Dataset entries
=====

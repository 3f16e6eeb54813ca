mod api;
mod config;
mod cursor;
mod discard;
mod error;
mod id;
mod memory;
mod message;
mod provider;

pub use api::{
    Client, MetadataClient, Producer, PublishAsync, QueuingConsumer, QueuingHandle, ReceiveAsync,
    ReceiveHandleAsync, Shard, StreamingConsumer, Topic, ASYNC_RECEIVE_TIMEOUT,
};
pub use config::BrokerConfig;
pub use cursor::{Cursor, CursorBuilder, CursorPosition};
pub use discard::{DiscardClient, DiscardTopic};
pub use error::BrokerError;
pub use id::{beginning_of, beginning_of_time, UlidGenerator};
pub use memory::{
    MemoryClient, MemoryMetadataClient, MemoryProducer, MemoryQueuingConsumer, MemoryShard,
    MemoryStreamingConsumer, MemoryTopic,
};
pub use message::{Message, MessageBuilder, ProviderMetadata};
pub use provider::{ClientConstructor, ProviderRegistry};

// Re-export the identifier type from the ulid crate
pub use ulid::Ulid;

=====

TASK REQUIREMENTS:
Whenever the word "config" appears in a line above, copy that line.

ANSWER SPACE:
mod config;
pub use config::BrokerConfig;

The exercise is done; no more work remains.